British registered company

HellermannTyton is a British registered company with affiliated companies in 40 countries manufacturing and supplying products for fastening, fixing, identifying and protecting cables and their connecting components. The company employs worldwide over 3,800 people. It was listed on the London Stock Exchange until it was acquired by Delphi Automotive in December 2015.
Delphi has since renamed and separated the part of its business that is focused on automated driving and electrification, calling the new entity Aptiv.

==History==
The company was founded by Paul Hellermann and Jack Bowthorpe in Croydon as Hellermann Electric, a subsidiary of Goodliffe Electric Supplies, in 1938. It moved to a new manufacturing site at Crawley in Sussex in 1948.

In 1964 the company acquired Insuloid Manufacturing, a business which had been founded in 1933 by the Emery family in Hulme, Manchester manufacturing bus-bar insulations. It launched the Tyton system, a method for cable bundling in continuous system, in 1965 and established HellermannTyton Corporation in Milwaukee in 1969. Then in 1976 it expanded into the aviation market, offering cable management products for aeroplanes.

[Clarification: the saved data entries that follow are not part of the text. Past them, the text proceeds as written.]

//! Typed command and state events.
//!
//! Events are the only communication mechanism between components: the
//! UPnP and web surfaces publish command events, the virtual device is the
//! only executor and the only publisher of state events.

use serde::{Deserialize, Serialize};

use crate::device::{DeviceId, DeviceSnapshot, TrackMetadata, TransportState};
use crate::dsp::DspConfig;

/// Event topics subscribers register for.
#[derive(Debug, Clone, Copy, PartialEq, Eq, Hash)]
pub enum EventType {
    // Commands: published by DLNA service / web server, consumed by the
    // device's command task.
    CmdSetUri,
    CmdPlay,
    CmdStop,
    CmdPause,
    CmdSeek,
    CmdSetVolume,
    CmdSetMute,
    CmdSetDsp,
    CmdResetDsp,

    // State: published by the virtual device.
    StateChanged,
    PositionUpdated,
    MetadataUpdated,
    DspChanged,
    VolumeChanged,

    // Lifecycle: published by the device manager.
    DeviceAdded,
    DeviceRemoved,
}

impl EventType {
    /// All command topics, in one slice for device subscriptions.
    pub const COMMANDS: &'static [EventType] = &[
        EventType::CmdSetUri,
        EventType::CmdPlay,
        EventType::CmdStop,
        EventType::CmdPause,
        EventType::CmdSeek,
        EventType::CmdSetVolume,
        EventType::CmdSetMute,
        EventType::CmdSetDsp,
        EventType::CmdResetDsp,
    ];
}

/// Error class carried on a STOPPED state event after a session failure.
#[derive(Debug, Clone, Copy, PartialEq, Eq, Serialize, Deserialize)]
#[serde(rename_all = "snake_case")]
pub enum StateError {
    UpstreamFetch,
    DecoderFailure,
    SinkFailure,
}

impl StateError {
    pub fn as_str(&self) -> &'static str {
        match self {
            Self::UpstreamFetch => "upstream_fetch",
            Self::DecoderFailure => "decoder_failure",
            Self::SinkFailure => "sink_failure",
        }
    }
}

/// Event payload; the variant determines the [`EventType`] topic.
#[derive(Debug, Clone)]
pub enum EventPayload {
    Play {
        uri: Option<String>,
        position_s: f64,
        metadata: Option<TrackMetadata>,
    },
    Stop,
    Pause,
    Seek {
        position_s: f64,
    },
    SetUri {
        uri: String,
        metadata: Option<TrackMetadata>,
    },
    SetVolume {
        volume: u8,
    },
    SetMute {
        muted: bool,
    },
    SetDsp {
        enabled: bool,
        config: Option<DspConfig>,
    },
    ResetDsp,

    StateChanged {
        state: TransportState,
        uri: String,
        session_id: u64,
        elapsed_s: f64,
        error: Option<StateError>,
    },
    PositionUpdated {
        position_s: f64,
        duration_s: f64,
    },
    MetadataUpdated {
        metadata: TrackMetadata,
    },
    DspChanged {
        enabled: bool,
        config: DspConfig,
    },
    VolumeChanged {
        volume: u8,
        muted: bool,
    },

    DeviceAdded {
        snapshot: Box<DeviceSnapshot>,
    },
    DeviceRemoved,
}

impl EventPayload {
    /// The topic this payload belongs to.
    pub fn event_type(&self) -> EventType {
        match self {
            Self::SetUri { .. } => EventType::CmdSetUri,
            Self::Play { .. } => EventType::CmdPlay,
            Self::Stop => EventType::CmdStop,
            Self::Pause => EventType::CmdPause,
            Self::Seek { .. } => EventType::CmdSeek,
            Self::SetVolume { .. } => EventType::CmdSetVolume,
            Self::SetMute { .. } => EventType::CmdSetMute,
            Self::SetDsp { .. } => EventType::CmdSetDsp,
            Self::ResetDsp => EventType::CmdResetDsp,
            Self::StateChanged { .. } => EventType::StateChanged,
            Self::PositionUpdated { .. } => EventType::PositionUpdated,
            Self::MetadataUpdated { .. } => EventType::MetadataUpdated,
            Self::DspChanged { .. } => EventType::DspChanged,
            Self::VolumeChanged { .. } => EventType::VolumeChanged,
            Self::DeviceAdded { .. } => EventType::DeviceAdded,
            Self::DeviceRemoved => EventType::DeviceRemoved,
        }
    }
}

/// An event on the bus: an optional target device plus a payload.
///
/// `device_id` of `None` is a broadcast (device lifecycle events carry the
/// subject device id; commands always target one device).
#[derive(Debug, Clone)]
pub struct Event {
    pub device_id: Option<DeviceId>,
    pub payload: EventPayload,
}

impl Event {
    pub fn new(device_id: DeviceId, payload: EventPayload) -> Self {
        Self {
            device_id: Some(device_id),
            payload,
        }
    }

    pub fn event_type(&self) -> EventType {
        self.payload.event_type()
    }

    // Command constructors, mirroring what the UPnP/web surfaces publish.

    pub fn play(device_id: DeviceId, uri: Option<String>, position_s: f64) -> Self {
        Self::new(
            device_id,
            EventPayload::Play {
                uri,
                position_s,
                metadata: None,
            },
        )
    }

    pub fn stop(device_id: DeviceId) -> Self {
        Self::new(device_id, EventPayload::Stop)
    }

    pub fn pause(device_id: DeviceId) -> Self {
        Self::new(device_id, EventPayload::Pause)
    }

    pub fn seek(device_id: DeviceId, position_s: f64) -> Self {
        Self::new(device_id, EventPayload::Seek { position_s })
    }

    pub fn set_uri(device_id: DeviceId, uri: String, metadata: Option<TrackMetadata>) -> Self {
        Self::new(device_id, EventPayload::SetUri { uri, metadata })
    }

    pub fn set_volume(device_id: DeviceId, volume: u8) -> Self {
        Self::new(device_id, EventPayload::SetVolume { volume })
    }

    pub fn set_mute(device_id: DeviceId, muted: bool) -> Self {
        Self::new(device_id, EventPayload::SetMute { muted })
    }

    pub fn set_dsp(device_id: DeviceId, enabled: bool, config: Option<DspConfig>) -> Self {
        Self::new(device_id, EventPayload::SetDsp { enabled, config })
    }

    pub fn reset_dsp(device_id: DeviceId) -> Self {
        Self::new(device_id, EventPayload::ResetDsp)
    }
}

The company established operations at Järfälla in Sweden in 1982, at Hyogo in Japan in 1986 and in Wuxi and in Shanghai in China in 1998. It then began harmonising its branding under the single worldwide trademark HellermannTyton in 1999. After that, in 2000, it established a new plant at Tornesch near Hamburg with 15,000 m^{2} of production and storage space.

The company was sold by its then owners, Spirent, to funds controlled by Doughty Hanson & Co for £289m in 2006. It was then the subject of an initial public offering in March 2013. In September 2013 Doughty Hanson & Co sold a further 20.9% stake in the company for £119.25m.

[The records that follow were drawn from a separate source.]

//! airbridge: DLNA/UPnP to AirPlay audio bridge.
//!
//! Wires the pieces together: config, persisted state, the event bus,
//! the device manager with mDNS discovery, the UPnP surface (SSDP +
//! SOAP + GENA), and the web API. Exits non-zero on irrecoverable
//! startup failures (unbindable ports, unwritable directories, missing
//! ffmpeg).

use std::path::PathBuf;
use std::sync::Arc;

use tracing::{error, info, warn};
use tracing_subscriber::EnvFilter;

use airbridge_core::{BridgeConfig, ConfigStore, DeviceKind, EventBus};
use airbridge_device::{DeviceManager, DeviceRegistry, ManagerSettings, MdnsScanner, SinkFactory};
use airbridge_sink::{AirPlayEndpoint, AirPlaySession, AirPlaySink, LocalSink, RtpSession, Sink};
use airbridge_upnp::{local_ip, SsdpResponder, UpnpService};
use airbridge_web::WebServer;

/// Production sink wiring: AirPlay receivers get an ALAC/RTP sink, the
/// local speaker a cpal stream.
struct BridgeSinkFactory {
    sample_rate: u32,
}

impl SinkFactory for BridgeSinkFactory {
    fn create(&self, kind: DeviceKind, endpoint: Option<&AirPlayEndpoint>) -> Box<dyn Sink> {
        match (kind, endpoint) {
            (DeviceKind::AirPlay, Some(endpoint)) => {
                let session: Box<dyn AirPlaySession> = Box::new(RtpSession::new(
                    (endpoint.address, endpoint.port).into(),
                    self.sample_rate,
                ));
                Box::new(AirPlaySink::new(endpoint.clone(), session))
            }
            _ => Box::new(LocalSink::new()),
        }
    }
}

fn config_path() -> PathBuf {
    std::env::var_os("AIRBRIDGE_CONFIG")
        .map(PathBuf::from)
        .or_else(|| std::env::args_os().nth(1).map(PathBuf::from))
        .unwrap_or_else(|| PathBuf::from("airbridge.json"))
}

async fn run() -> airbridge_core::Result<()> {
    let config = BridgeConfig::load(&config_path())?;
    config.prepare_dirs()?;
    airbridge_media::check_ffmpeg()?;

    let ip = local_ip();
    info!(%ip, http = config.http_port, web = config.web_port, "airbridge starting");

    let bus = EventBus::new();
    let registry = DeviceRegistry::new();
    let store = ConfigStore::open(&config.state_dir);
    Arc::clone(&store).spawn_listener(&bus);

    // Local speaker requires an output device; downgrade gracefully.
    let mut manager_settings = ManagerSettings::from_config(&config);
    if manager_settings.enable_server_speaker && !LocalSink::host_has_output() {
        warn!("server speaker enabled but no audio output device found, skipping");
        manager_settings.enable_server_speaker = false;
    }

    let scanner = Arc::new(MdnsScanner::new()?);
    let sinks = Arc::new(BridgeSinkFactory {
        sample_rate: config.sample_rate,
    });
    let manager = DeviceManager::new(
        manager_settings,
        Arc::clone(&bus),
        registry.clone(),
        Arc::clone(&store),
        scanner,
        sinks,
    );

    let upnp = UpnpService::new(registry.clone(), Arc::clone(&bus), ip, config.http_port);
    let ssdp = SsdpResponder::new(registry.clone(), ip, config.http_port);
    let web = WebServer::new(registry.clone(), Arc::clone(&bus), config.web_port);

    let (manager_stop, manager_stop_rx) = tokio::sync::mpsc::channel(1);
    let (upnp_stop, upnp_stop_rx) = tokio::sync::mpsc::channel(1);
    let (ssdp_stop, ssdp_stop_rx) = tokio::sync::mpsc::channel(1);
    let (web_stop, web_stop_rx) = tokio::sync::mpsc::channel(1);

    let mut manager_task = tokio::spawn(manager.run(manager_stop_rx));
    let mut upnp_task = tokio::spawn(upnp.serve(upnp_stop_rx));
    let mut ssdp_task = tokio::spawn(ssdp.run(ssdp_stop_rx));
    let mut web_task = tokio::spawn(web.serve(web_stop_rx));

    info!("all services started");

    // Any service ending before the shutdown signal is a startup or
    // runtime failure (port binds surface only once the task runs);
    // bring the process down with its error.
    tokio::select! {
        _ = tokio::signal::ctrl_c() => info!("shutdown signal received"),
        result = &mut upnp_task => return result.map_err(std::io::Error::other)?,
        result = &mut web_task => return result.map_err(std::io::Error::other)?,
        result = &mut ssdp_task => return result.map_err(std::io::Error::other)?,
        result = &mut manager_task => {
            result.map_err(std::io::Error::other)?;
            return Err(std::io::Error::other("device manager exited unexpectedly").into());
        }
    }

    let _ = manager_stop.send(()).await;
    let _ = upnp_stop.send(()).await;
    let _ = ssdp_stop.send(()).await;
    let _ = web_stop.send(()).await;
    let _ = manager_task.await;
    let _ = upnp_task.await;
    let _ = ssdp_task.await;
    let _ = web_task.await;
    info!("shutdown complete");
    Ok(())
}

#[tokio::main]
async fn main() {
    tracing_subscriber::fmt()
        .with_env_filter(
            EnvFilter::try_from_default_env().unwrap_or_else(|_| EnvFilter::new("info")),
        )
        .init();

    if let Err(err) = run().await {
        error!(%err, "startup failed");
        std::process::exit(1);
    }
}
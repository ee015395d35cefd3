//! # airbridge-media
//!
//! ffmpeg-backed media plumbing for the bridge pipeline.
//!
//! This crate provides:
//! - Remux-copy downloading of a remote URL into a session cache file
//! - PCM decoding of the (possibly still growing) cache file
//! - Cache file naming and cleanup
//! - ffprobe media inspection
//! - ffmpeg availability checking

mod cache;
mod decoder;
mod downloader;
mod probe;
mod process;

pub use cache::CacheFile;
pub use decoder::{Decoder, DecoderSettings, ReadOutcome};
pub use downloader::{DownloadHandle, DownloadStatus, Downloader};
pub use probe::{probe_url, MediaInfo};
pub use process::{check_ffmpeg, terminate_child};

In July 2015 Delphi Automotive made an offer to buy the company for $1.7 billion. The acquisition was completed on 18 December 2015 and HellermannTyton became constituent part of Aptiv's Engineered Components Group division.

==Origin of name==

The name HellermannTyton is a Portmanteau of the founders surname, Paul Hellermann, and the 1965 invented "Tyton System", a method for cable bundling in continuous system.

==Operations==

===Manufacturing sites===
Three production facilities are located in the UK (Manchester, Plymouth, Northampton). The others are located in Poland (Kotunia, within Słupca County), France (Trappes), Germany (Tornesch), South Africa (Johannesburg), Singapore (Yishun), China (Wuxi), Japan (Hyogo), Korea (Incheon), USA (Milwaukee), Mexico (General Escobedo) and Brazil (Jundiai).

===Processed materials===

The materials processed are usually engineering plastics: PA 6.6 (in different condition, like heat stabilised, UV-resistant, weather resistant, impact modified, glass filled, mineral filled, coloured); PE, PP with different modifications; POM; PA 11, PA 12; PEEK; ETFE (Tefzel); PA 46; other technical thermoplastics; Chloroprene Rubber.

=== Sectors and divisions ===

The company produces for diverse markets and industries including Original equipment manufacturers for passenger cars, rail carriages, aircraft and ships as well as products used in electronics, telecommunication equipment, appliances or on construction sites.

Product sales are categorised into the following segments:
- Electrical: products for Original equipment manufacturers, electrical wholesalers, contractors acting on behalf of diverse end-users, panel builders assembling electrical panels for end-markets, resellers to end-markets such as catalogue companies and sales to the mass transit, defence, alternative energy, products used for application offshore in wind farm and electronics end-markets.
- Automotive: comprises sales to manufacturers of cars, trucks and other heavy vehicles as well as to their suppliers (Tier 1, Tier 2 and Tier 3 suppliers). The company develops and produce customer-specific products such as fastening elements and cable ties especially for the automotive industry, which are used in doors, in the engine compartment (e.g. cables, hoses and lines are held and fastened) and on the entire wiring harness. Another important operating segment of Aptiv is the connected car market.

- Datacom and Other: comprises products for data communication providers requiring secure environments such as data centres and open floor work area applications as well as sales to the other diverse non-cable management end-markets including forestry, agriculture and packaging.

=== New parts development ===

The company develops products based on customer requirements. e.g. custom-made automotive wiring harnesses for passenger cars, for ship and aircraft manufacturers and other industries such as "white goods". Products are designed using design programs, known as CAD systems, in 3D. The designs are produced in a small series of prototypes sent to the customer for installation in vehicles, machinery etc. for testing purposes. After testing the part, corresponding quantities are made using injection moulding.